» Saved entries
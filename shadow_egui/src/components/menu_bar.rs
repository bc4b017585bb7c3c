use egui::Button;
use egui_phosphor::regular::{ARROW_CLOCKWISE, ARROW_COUNTER_CLOCKWISE, ARROWS_COUNTER_CLOCKWISE};

use crate::app::ViewState;

#[derive(Default)]
pub struct MenuBarActions {
    pub undo: bool,
    pub redo: bool,
    pub reset: bool,
}

/// Whether the history buttons should be clickable.
pub struct HistoryState {
    pub can_undo: bool,
    pub can_redo: bool,
}

pub struct MenuBar;

impl MenuBar {
    pub fn show(
        ctx: &egui::Context,
        view_state: &mut ViewState,
        history: HistoryState,
    ) -> (egui::InnerResponse<()>, MenuBarActions) {
        let mut actions = MenuBarActions::default();

        let response = egui::TopBottomPanel::top("menu_bar").show(ctx, |ui| {
            egui::MenuBar::new().ui(ui, |ui| {
                ui.menu_button("Shadow", |ui| {
                    if ui.button("Reset").clicked() {
                        actions.reset = true;
                        ui.close();
                    }
                    ui.separator();
                    if ui.button("Quit").clicked() {
                        ctx.send_viewport_cmd(egui::ViewportCommand::Close);
                    }
                });

                ui.menu_button("Edit", |ui| {
                    if ui
                        .add_enabled(history.can_undo, Button::new("Undo"))
                        .clicked()
                    {
                        actions.undo = true;
                        ui.close();
                    }

                    if ui
                        .add_enabled(history.can_redo, Button::new("Redo"))
                        .clicked()
                    {
                        actions.redo = true;
                        ui.close();
                    }
                });

                ui.menu_button("View", |ui| {
                    ui.checkbox(&mut view_state.show_debug, "Debug Info");
                    ui.checkbox(&mut view_state.show_logs, "Logs");
                });

                ui.with_layout(egui::Layout::right_to_left(egui::Align::Center), |ui| {
                    if ui
                        .button(ARROWS_COUNTER_CLOCKWISE)
                        .on_hover_text("Reset")
                        .clicked()
                    {
                        actions.reset = true;
                    }
                    if ui
                        .add_enabled(history.can_redo, Button::new(ARROW_CLOCKWISE))
                        .on_hover_text("Redo")
                        .clicked()
                    {
                        actions.redo = true;
                    }
                    if ui
                        .add_enabled(history.can_undo, Button::new(ARROW_COUNTER_CLOCKWISE))
                        .on_hover_text("Undo")
                        .clicked()
                    {
                        actions.undo = true;
                    }
                });
            });
        });

        (response, actions)
    }
}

» Directions for this task
Work out how many lines of the data hold the string "ViewState". State only that number.

» Your response
2